What the task requires
Beneath this line are the data; copy exactly the part of them that opens with the line containing "use std::time::SystemTime;" and closes with the line containing "written to disk.", and only that part.

Records from a data source:
//! Persistence for transition tables and runtime state.
//!
//! ## File Structure
//!
//! ```text
//! .modbot/
//! ├── table.json     # Enumerated states and every recorded transition
//! └── runtime.json   # Last known topology of a running session
//! ```
//!
//! A loaded table is checked before use: every transition is recomputed from
//! its source topology and must land on the recorded target. The decoder's
//! occupancy record is never persisted; a resumed session rebuilds it from
//! the first sample.

use std::collections::HashMap;
use std::path::{Path, PathBuf};
use std::sync::Arc;
use std::time::SystemTime;

use modbot_core::{Action, PortLayout, Topology};
use serde::{Deserialize, Serialize};
use tracing::{debug, info};

use crate::config::AutomatonConfig;
use crate::error::{AutomatonError, AutomatonResult};
use crate::runtime::AutomatonRuntime;
use crate::space::{StateId, StateSpace};
use crate::table::TransitionTable;

/// Default name of the store folder.
pub const STORE_DIR: &str = ".modbot";

const TABLE_FILE: &str = "table.json";
const RUNTIME_FILE: &str = "runtime.json";

/// Current table format version.
pub const TABLE_FORMAT_VERSION: u32 = 1;

/// Metadata about a persisted table.
#[derive(Debug, Clone, Serialize, Deserialize)]
pub struct TableMetadata {
    /// Version of the persistence format.
    pub version: u32,

    /// Timestamp when the table was saved.
    pub saved_at: SystemTime,

    pub units: u8,
    pub layout: PortLayout,
    pub state_count: usize,
    pub action_count: usize,
    pub transition_count: usize,
}

/// One `(from, action, to)` entry; the action is wire-encoded.
#[derive(Debug, Clone, PartialEq, Eq, Serialize, Deserialize)]
pub struct PersistedTransition {
    pub from: u32,
    pub action: String,
    pub to: u32,
}

/// A table as written to disk.
#[derive(Debug, Clone, Serialize, Deserialize)]
pub struct PersistedTable {
    pub metadata: TableMetadata,

    /// States in id order; state 0 is the empty topology.
    pub states: Vec<Topology>,

    pub transitions: Vec<PersistedTransition>,
}

impl PersistedTable {
    pub fn from_table(table: &TransitionTable) -> Self {
        let transitions = table
            .transitions()
            .into_iter()
            .map(|(from, action, to)| PersistedTransition {
                from: from.0,
                action: action.to_string(),
                to: to.0,
            })
            .collect::<Vec<_>>();

        Self {
            metadata: TableMetadata {
                version: TABLE_FORMAT_VERSION,
                saved_at: SystemTime::now(),
                units: table.units(),
                layout: *table.layout(),
                state_count: table.state_count(),
                action_count: table.actions().len(),
                transition_count: transitions.len(),
            },
            states: table.space().states().to_vec(),
            transitions,
        }
    }

    /// Validate and rebuild the in-memory table.
    pub fn into_table(self) -> AutomatonResult<TransitionTable> {
        let PersistedTable {
            metadata,
            states,
            transitions,
        } = self;

        if metadata.version != TABLE_FORMAT_VERSION {
            return Err(invalid(format!(
                "unsupported format version {} (expected {})",
                metadata.version, TABLE_FORMAT_VERSION
            )));
        }
        if metadata.state_count != states.len() {
            return Err(invalid(format!(
                "metadata lists {} states, file has {}",
                metadata.state_count,
                states.len()
            )));
        }
        if metadata.transition_count != transitions.len() {
            return Err(invalid(format!(
                "metadata lists {} transitions, file has {}",
                metadata.transition_count,
                transitions.len()
            )));
        }

        AutomatonConfig {
            units: metadata.units,
            layout: metadata.layout,
            ..Default::default()
        }
        .validate()?;

        let space = StateSpace::from_states(metadata.units, metadata.layout, states)?;

        let mut map = HashMap::with_capacity(transitions.len());
        for (i, entry) in transitions.into_iter().enumerate() {
            let action: Action = entry.action.parse()?;
            let (from, to) = (StateId(entry.from), StateId(entry.to));

            let (Some(source), Some(target)) = (space.get(from), space.get(to)) else {
                return Err(invalid(format!(
                    "transition {} references a state outside 0..{}",
                    i,
                    space.len()
                )));
            };
            if action.validate(space.units(), space.layout()).is_err() {
                return Err(invalid(format!("transition {} uses forbidden action {}", i, action)));
            }
            if &source.apply(&action) != target {
                return Err(invalid(format!(
                    "transition {} ({} --{}--> {}) does not match its target",
                    i, from.0, action, to.0
                )));
            }
            if map.insert((from, action), to).is_some() {
                return Err(invalid(format!("transition {} repeats ({}, {})", i, from.0, action)));
            }
        }

        TransitionTable::from_parts(space, map)
    }
}

/// Last known topology of a session.
#[derive(Debug, Clone, Serialize, Deserialize)]
pub struct PersistedRuntime {
    pub saved_at: SystemTime,
    pub units: u8,

    /// `None` when the runtime was detached.
    pub current: Option<Topology>,
}

fn invalid(message: String) -> AutomatonError {
    AutomatonError::InvalidTable { message }
}

/// Store manages table and runtime persistence within one folder.
#[derive(Debug, Clone)]
pub struct TableStore {
    dir: PathBuf,
}

impl TableStore {
    /// Store under `<root>/.modbot`.
    pub fn new(root: impl AsRef<Path>) -> Self {
        Self::at(root.as_ref().join(STORE_DIR))
    }

    /// Store directly in `dir`.
    pub fn at(dir: impl Into<PathBuf>) -> Self {
        Self { dir: dir.into() }
    }

    pub fn dir(&self) -> &Path {
        &self.dir
    }

    pub fn table_path(&self) -> PathBuf {
        self.dir.join(TABLE_FILE)
    }

    pub fn runtime_path(&self) -> PathBuf {
        self.dir.join(RUNTIME_FILE)
    }

    pub fn exists(&self) -> bool {
        self.dir.exists()
    }

    /// Create the store directory.
    pub fn init(&self) -> AutomatonResult<()> {
        if !self.dir.exists() {
            std::fs::create_dir_all(&self.dir)?;
            debug!(path = %self.dir.display(), "store_dir_created");
        }
        Ok(())
    }

    // =========================================================================
    // Table
    // =========================================================================

    /// Save a table, replacing any previous one.
    pub fn save_table(&self, table: &TransitionTable) -> AutomatonResult<PathBuf> {
        self.init()?;

        let persisted = PersistedTable::from_table(table);
        let path = self.table_path();
        let json = serde_json::to_string(&persisted)?;
        std::fs::write(&path, json)?;

        info!(
            path = %path.display(),
            units = persisted.metadata.units,
            states = persisted.metadata.state_count,
            transitions = persisted.metadata.transition_count,
            "table_saved"
        );
        Ok(path)
    }

    /// Load and validate the saved table. `Ok(None)` when none was saved.
    pub fn load_table(&self) -> AutomatonResult<Option<TransitionTable>> {
        let Some(persisted) = self.load_persisted_table()? else {
            return Ok(None);
        };
        let table = persisted.into_table()?;

        info!(
            path = %self.table_path().display(),
            units = table.units(),
            states = table.state_count(),
            transitions = table.transition_count(),
            "table_loaded"
        );
        Ok(Some(table))
    }

    /// Read the raw file without validating transitions.
    pub fn load_persisted_table(&self) -> AutomatonResult<Option<PersistedTable>> {
        let path = self.table_path();
        if !path.exists() {
            return Ok(None);
        }
        let json = std::fs::read_to_string(&path)?;
        Ok(Some(serde_json::from_str(&json)?))
    }

    /// Metadata of the saved table, if any.
    pub fn table_metadata(&self) -> AutomatonResult<Option<TableMetadata>> {
        Ok(self.load_persisted_table()?.map(|t| t.metadata))
    }

    pub fn has_table(&self) -> bool {
        self.table_path().exists()
    }

    // =========================================================================
    // Runtime
    // =========================================================================

    /// Save the runtime's current topology.
    pub fn save_runtime(&self, runtime: &AutomatonRuntime) -> AutomatonResult<PathBuf> {
        self.init()?;

        let persisted = PersistedRuntime {
            saved_at: SystemTime::now(),
            units: runtime.table().units(),
            current: runtime.current_topology().cloned(),
        };
        let path = self.runtime_path();
        let json = serde_json::to_string_pretty(&persisted)?;
        std::fs::write(&path, json)?;

        debug!(path = %path.display(), "runtime_saved");
        Ok(path)
    }

    /// Load the saved runtime state. `Ok(None)` when none was saved.
    pub fn load_runtime(&self) -> AutomatonResult<Option<PersistedRuntime>> {
        let path = self.runtime_path();
        if !path.exists() {
            return Ok(None);
        }
        let json = std::fs::read_to_string(&path)?;
        let persisted: PersistedRuntime = serde_json::from_str(&json)?;

        debug!(path = %path.display(), "runtime_loaded");
        Ok(Some(persisted))
    }

    /// A runtime over `table`, resumed at the saved topology when there is
    /// one for the same unit count. Otherwise the runtime starts empty.
    pub fn resume_runtime(&self, table: Arc<TransitionTable>) -> AutomatonResult<AutomatonRuntime> {
        let mut runtime = AutomatonRuntime::new(table);
        match self.load_runtime()? {
            Some(PersistedRuntime {
                units,
                current: Some(topology),
                ..
            }) if units == runtime.table().units() => {
                runtime.set_current(&topology)?;
                info!(topology = %topology, "runtime_resumed");
            }
            Some(saved) if saved.units != runtime.table().units() => {
                info!(
                    saved_units = saved.units,
                    units = runtime.table().units(),
                    "runtime_state_ignored"
                );
            }
            _ => {}
        }
        Ok(runtime)
    }

    pub fn has_runtime(&self) -> bool {
        self.runtime_path().exists()
    }

    /// Delete the store directory.
    pub fn clean(&self) -> AutomatonResult<()> {
        if self.dir.exists() {
            std::fs::remove_dir_all(&self.dir)?;
            info!(path = %self.dir.display(), "store_cleaned");
        }
        Ok(())
    }
}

Output
use std::time::SystemTime;

use modbot_core::{Action, PortLayout, Topology};
use serde::{Deserialize, Serialize};
use tracing::{debug, info};

use crate::config::AutomatonConfig;
use crate::error::{AutomatonError, AutomatonResult};
use crate::runtime::AutomatonRuntime;
use crate::space::{StateId, StateSpace};
use crate::table::TransitionTable;

/// Default name of the store folder.
pub const STORE_DIR: &str = ".modbot";

const TABLE_FILE: &str = "table.json";
const RUNTIME_FILE: &str = "runtime.json";

/// Current table format version.
pub const TABLE_FORMAT_VERSION: u32 = 1;

/// Metadata about a persisted table.
#[derive(Debug, Clone, Serialize, Deserialize)]
pub struct TableMetadata {
    /// Version of the persistence format.
    pub version: u32,

    /// Timestamp when the table was saved.
    pub saved_at: SystemTime,

    pub units: u8,
    pub layout: PortLayout,
    pub state_count: usize,
    pub action_count: usize,
    pub transition_count: usize,
}

/// One `(from, action, to)` entry; the action is wire-encoded.
#[derive(Debug, Clone, PartialEq, Eq, Serialize, Deserialize)]
pub struct PersistedTransition {
    pub from: u32,
    pub action: String,
    pub to: u32,
}

/// A table as written to disk.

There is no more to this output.